— Work to complete —
From the first line to the last, write out the records below exactly as they appear.

════════════════════

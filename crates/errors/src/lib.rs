#![warn(mismatched_lifetime_syntaxes)]
#![deny(clippy::pedantic, unsafe_code)]
#![allow(clippy::module_name_repetitions)]

//! Error types for the lobup upload pipeline
//!
//! This crate provides fine-grained error types organized by domain.
//! All error types implement Clone so they can travel through events.

use std::borrow::Cow;

use thiserror::Error;

pub mod blob;
pub mod config;
pub mod network;
pub mod package;
pub mod processing;
pub mod registry;

// Re-export all error types at the root
pub use blob::BlobError;
pub use config::ConfigError;
pub use network::{NetworkError, Retryability};
pub use package::PackageError;
pub use processing::ProcessingError;
pub use registry::RegistryError;

/// Generic error type for cross-crate boundaries
#[derive(Debug, Clone, Error)]
#[cfg_attr(feature = "serde", derive(serde::Serialize, serde::Deserialize))]
pub enum Error {
    #[error("network error: {0}")]
    Network(#[from] NetworkError),

    #[error("package error: {0}")]
    Package(#[from] PackageError),

    #[error("registry error: {0}")]
    Registry(#[from] RegistryError),

    #[error("storage error: {0}")]
    Blob(#[from] BlobError),

    #[error("processing error: {0}")]
    Processing(#[from] ProcessingError),

    #[error("config error: {0}")]
    Config(#[from] ConfigError),

    /// A pipeline stage failed; `stage` names the step that was running.
    #[error("{stage} failed: {source}")]
    Pipeline {
        stage: String,
        #[source]
        source: Box<Error>,
    },

    #[error("internal error: {0}")]
    Internal(String),

    #[error("operation cancelled")]
    Cancelled,

    #[error("I/O error: {message}")]
    Io {
        #[cfg_attr(feature = "serde", serde(with = "io_kind_as_str"))]
        kind: std::io::ErrorKind,
        message: String,
        path: Option<std::path::PathBuf>,
    },
}

impl Error {
    /// Create an internal error with a message
    pub fn internal(msg: impl Into<String>) -> Self {
        Self::Internal(msg.into())
    }

    /// Create an Io error with an associated path
    pub fn io_with_path(err: &std::io::Error, path: impl Into<std::path::PathBuf>) -> Self {
        Self::Io {
            kind: err.kind(),
            message: err.to_string(),
            path: Some(path.into()),
        }
    }

    /// Attach the name of the pipeline stage that produced this error.
    ///
    /// Errors that already carry a stage, and cancellation, are returned untouched.
    #[must_use]
    pub fn in_stage(self, stage: impl Into<String>) -> Self {
        match self {
            Self::Pipeline { .. } | Self::Cancelled => self,
            other => Self::Pipeline {
                stage: stage.into(),
                source: Box::new(other),
            },
        }
    }

    /// The stage name recorded by [`Error::in_stage`], if any
    #[must_use]
    pub fn stage(&self) -> Option<&str> {
        match self {
            Self::Pipeline { stage, .. } => Some(stage),
            _ => None,
        }
    }

    /// Strip any stage wrapper and return the underlying error
    #[must_use]
    pub fn root(&self) -> &Error {
        match self {
            Self::Pipeline { source, .. } => source.root(),
            other => other,
        }
    }
}

impl From<std::io::Error> for Error {
    fn from(err: std::io::Error) -> Self {
        Self::Io {
            kind: err.kind(),
            message: err.to_string(),
            path: None,
        }
    }
}

impl From<serde_json::Error> for Error {
    fn from(err: serde_json::Error) -> Self {
        Self::Internal(format!("JSON error: {err}"))
    }
}

/// Result type alias for lobup operations
pub type Result<T> = std::result::Result<T, Error>;

/// Minimal interface for rendering user-facing error information without
/// requiring heavyweight envelopes.
pub trait UserFacingError {
    /// Short message suitable for CLI output.
    fn user_message(&self) -> Cow<'_, str>;

    /// Optional remediation hint.
    fn user_hint(&self) -> Option<&'static str> {
        None
    }

    /// Whether retrying the same operation is likely to succeed.
    fn is_retryable(&self) -> bool {
        false
    }

    /// Stable error code for analytics / structured reporting.
    fn user_code(&self) -> Option<&'static str> {
        None
    }
}

impl UserFacingError for Error {
    fn user_message(&self) -> Cow<'_, str> {
        match self {
            Error::Network(err) => err.user_message(),
            Error::Package(err) => err.user_message(),
            Error::Registry(err) => err.user_message(),
            Error::Blob(err) => err.user_message(),
            Error::Processing(err) => err.user_message(),
            Error::Config(err) => err.user_message(),
            Error::Pipeline { stage, source } => {
                Cow::Owned(format!("{stage}: {}", source.user_message()))
            }
            Error::Io { message, .. } => Cow::Owned(message.clone()),
            _ => Cow::Owned(self.to_string()),
        }
    }

    fn user_hint(&self) -> Option<&'static str> {
        match self {
            Error::Network(err) => err.user_hint(),
            Error::Package(err) => err.user_hint(),
            Error::Registry(err) => err.user_hint(),
            Error::Blob(err) => err.user_hint(),
            Error::Processing(err) => err.user_hint(),
            Error::Config(err) => err.user_hint(),
            Error::Pipeline { source, .. } => source.user_hint(),
            _ => None,
        }
    }

    fn is_retryable(&self) -> bool {
        match self {
            Error::Network(err) => err.is_retryable(),
            Error::Registry(err) => err.is_retryable(),
            Error::Blob(err) => err.is_retryable(),
            Error::Processing(err) => err.is_retryable(),
            Error::Pipeline { source, .. } => source.is_retryable(),
            Error::Io { .. } => true,
            _ => false,
        }
    }

    fn user_code(&self) -> Option<&'static str> {
        match self {
            Error::Network(err) => err.user_code(),
            Error::Package(err) => err.user_code(),
            Error::Registry(err) => err.user_code(),
            Error::Blob(err) => err.user_code(),
            Error::Processing(err) => err.user_code(),
            Error::Config(err) => err.user_code(),
            Error::Pipeline { source, .. } => source.user_code(),
            Error::Internal(_) => Some("error.internal"),
            Error::Cancelled => Some("error.cancelled"),
            Error::Io { .. } => Some("error.io"),
        }
    }
}

#[cfg(feature = "serde")]
mod io_kind_as_str {
    use serde::{Deserialize, Deserializer, Serializer};
    #[allow(clippy::trivially_copy_pass_by_ref)]
    pub fn serialize<S>(kind: &std::io::ErrorKind, s: S) -> Result<S::Ok, S::Error>
    where
        S: Serializer,
    {
        s.serialize_str(&format!("{kind:?}"))
    }
    pub fn deserialize<'de, D>(deserializer: D) -> Result<std::io::ErrorKind, D::Error>
    where
        D: Deserializer<'de>,
    {
        let s = String::deserialize(deserializer)?;
        // Best effort mapping; default to Other
        Ok(match s.as_str() {
            "NotFound" => std::io::ErrorKind::NotFound,
            "PermissionDenied" => std::io::ErrorKind::PermissionDenied,
            "ConnectionRefused" => std::io::ErrorKind::ConnectionRefused,
            "ConnectionReset" => std::io::ErrorKind::ConnectionReset,
            "AlreadyExists" => std::io::ErrorKind::AlreadyExists,
            "InvalidInput" => std::io::ErrorKind::InvalidInput,
            "InvalidData" => std::io::ErrorKind::InvalidData,
            "TimedOut" => std::io::ErrorKind::TimedOut,
            "UnexpectedEof" => std::io::ErrorKind::UnexpectedEof,
            _ => std::io::ErrorKind::Other,
        })
    }
}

════════════════════

— Solution to this problem —
filename crates/errors/src/lib.rs
#![warn(mismatched_lifetime_syntaxes)]
#![deny(clippy::pedantic, unsafe_code)]
#![allow(clippy::module_name_repetitions)]

//! Error types for the lobup upload pipeline
//!
//! This crate provides fine-grained error types organized by domain.
//! All error types implement Clone so they can travel through events.

use std::borrow::Cow;

use thiserror::Error;

pub mod blob;
pub mod config;
pub mod network;
pub mod package;
pub mod processing;
pub mod registry;

// Re-export all error types at the root
pub use blob::BlobError;
pub use config::ConfigError;
pub use network::{NetworkError, Retryability};
pub use package::PackageError;
pub use processing::ProcessingError;
pub use registry::RegistryError;

/// Generic error type for cross-crate boundaries
#[derive(Debug, Clone, Error)]
#[cfg_attr(feature = "serde", derive(serde::Serialize, serde::Deserialize))]
pub enum Error {
    #[error("network error: {0}")]
    Network(#[from] NetworkError),

    #[error("package error: {0}")]
    Package(#[from] PackageError),

    #[error("registry error: {0}")]
    Registry(#[from] RegistryError),

    #[error("storage error: {0}")]
    Blob(#[from] BlobError),

    #[error("processing error: {0}")]
    Processing(#[from] ProcessingError),

    #[error("config error: {0}")]
    Config(#[from] ConfigError),

    /// A pipeline stage failed; `stage` names the step that was running.
    #[error("{stage} failed: {source}")]
    Pipeline {
        stage: String,
        #[source]
        source: Box<Error>,
    },

    #[error("internal error: {0}")]
    Internal(String),

    #[error("operation cancelled")]
    Cancelled,

    #[error("I/O error: {message}")]
    Io {
        #[cfg_attr(feature = "serde", serde(with = "io_kind_as_str"))]
        kind: std::io::ErrorKind,
        message: String,
        path: Option<std::path::PathBuf>,
    },
}

impl Error {
    /// Create an internal error with a message
    pub fn internal(msg: impl Into<String>) -> Self {
        Self::Internal(msg.into())
    }

    /// Create an Io error with an associated path
    pub fn io_with_path(err: &std::io::Error, path: impl Into<std::path::PathBuf>) -> Self {
        Self::Io {
            kind: err.kind(),
            message: err.to_string(),
            path: Some(path.into()),
        }
    }

    /// Attach the name of the pipeline stage that produced this error.
    ///
    /// Errors that already carry a stage, and cancellation, are returned untouched.
    #[must_use]
    pub fn in_stage(self, stage: impl Into<String>) -> Self {
        match self {
            Self::Pipeline { .. } | Self::Cancelled => self,
            other => Self::Pipeline {
                stage: stage.into(),
                source: Box::new(other),
            },
        }
    }

    /// The stage name recorded by [`Error::in_stage`], if any
    #[must_use]
    pub fn stage(&self) -> Option<&str> {
        match self {
            Self::Pipeline { stage, .. } => Some(stage),
            _ => None,
        }
    }

    /// Strip any stage wrapper and return the underlying error
    #[must_use]
    pub fn root(&self) -> &Error {
        match self {
            Self::Pipeline { source, .. } => source.root(),
            other => other,
        }
    }
}

impl From<std::io::Error> for Error {
    fn from(err: std::io::Error) -> Self {
        Self::Io {
            kind: err.kind(),
            message: err.to_string(),
            path: None,
        }
    }
}

impl From<serde_json::Error> for Error {
    fn from(err: serde_json::Error) -> Self {
        Self::Internal(format!("JSON error: {err}"))
    }
}

/// Result type alias for lobup operations
pub type Result<T> = std::result::Result<T, Error>;

/// Minimal interface for rendering user-facing error information without
/// requiring heavyweight envelopes.
pub trait UserFacingError {
    /// Short message suitable for CLI output.
    fn user_message(&self) -> Cow<'_, str>;

    /// Optional remediation hint.
    fn user_hint(&self) -> Option<&'static str> {
        None
    }

    /// Whether retrying the same operation is likely to succeed.
    fn is_retryable(&self) -> bool {
        false
    }

    /// Stable error code for analytics / structured reporting.
    fn user_code(&self) -> Option<&'static str> {
        None
    }
}

impl UserFacingError for Error {
    fn user_message(&self) -> Cow<'_, str> {
        match self {
            Error::Network(err) => err.user_message(),
            Error::Package(err) => err.user_message(),
            Error::Registry(err) => err.user_message(),
            Error::Blob(err) => err.user_message(),
            Error::Processing(err) => err.user_message(),
            Error::Config(err) => err.user_message(),
            Error::Pipeline { stage, source } => {
                Cow::Owned(format!("{stage}: {}", source.user_message()))
            }
            Error::Io { message, .. } => Cow::Owned(message.clone()),
            _ => Cow::Owned(self.to_string()),
        }
    }

    fn user_hint(&self) -> Option<&'static str> {
        match self {
            Error::Network(err) => err.user_hint(),
            Error::Package(err) => err.user_hint(),
            Error::Registry(err) => err.user_hint(),
            Error::Blob(err) => err.user_hint(),
            Error::Processing(err) => err.user_hint(),
            Error::Config(err) => err.user_hint(),
            Error::Pipeline { source, .. } => source.user_hint(),
            _ => None,
        }
    }

    fn is_retryable(&self) -> bool {
        match self {
            Error::Network(err) => err.is_retryable(),
            Error::Registry(err) => err.is_retryable(),
            Error::Blob(err) => err.is_retryable(),
            Error::Processing(err) => err.is_retryable(),
            Error::Pipeline { source, .. } => source.is_retryable(),
            Error::Io { .. } => true,
            _ => false,
        }
    }

    fn user_code(&self) -> Option<&'static str> {
        match self {
            Error::Network(err) => err.user_code(),
            Error::Package(err) => err.user_code(),
            Error::Registry(err) => err.user_code(),
            Error::Blob(err) => err.user_code(),
            Error::Processing(err) => err.user_code(),
            Error::Config(err) => err.user_code(),
            Error::Pipeline { source, .. } => source.user_code(),
            Error::Internal(_) => Some("error.internal"),
            Error::Cancelled => Some("error.cancelled"),
            Error::Io { .. } => Some("error.io"),
        }
    }
}

#[cfg(feature = "serde")]
mod io_kind_as_str {
    use serde::{Deserialize, Deserializer, Serializer};
    #[allow(clippy::trivially_copy_pass_by_ref)]
    pub fn serialize<S>(kind: &std::io::ErrorKind, s: S) -> Result<S::Ok, S::Error>
    where
        S: Serializer,
    {
        s.serialize_str(&format!("{kind:?}"))
    }
    pub fn deserialize<'de, D>(deserializer: D) -> Result<std::io::ErrorKind, D::Error>
    where
        D: Deserializer<'de>,
    {
        let s = String::deserialize(deserializer)?;
        // Best effort mapping; default to Other
        Ok(match s.as_str() {
            "NotFound" => std::io::ErrorKind::NotFound,
            "PermissionDenied" => std::io::ErrorKind::PermissionDenied,
            "ConnectionRefused" => std::io::ErrorKind::ConnectionRefused,
            "ConnectionReset" => std::io::ErrorKind::ConnectionReset,
            "AlreadyExists" => std::io::ErrorKind::AlreadyExists,
            "InvalidInput" => std::io::ErrorKind::InvalidInput,
            "InvalidData" => std::io::ErrorKind::InvalidData,
            "TimedOut" => std::io::ErrorKind::TimedOut,
            "UnexpectedEof" => std::io::ErrorKind::UnexpectedEof,
            _ => std::io::ErrorKind::Other,
        })
    }
}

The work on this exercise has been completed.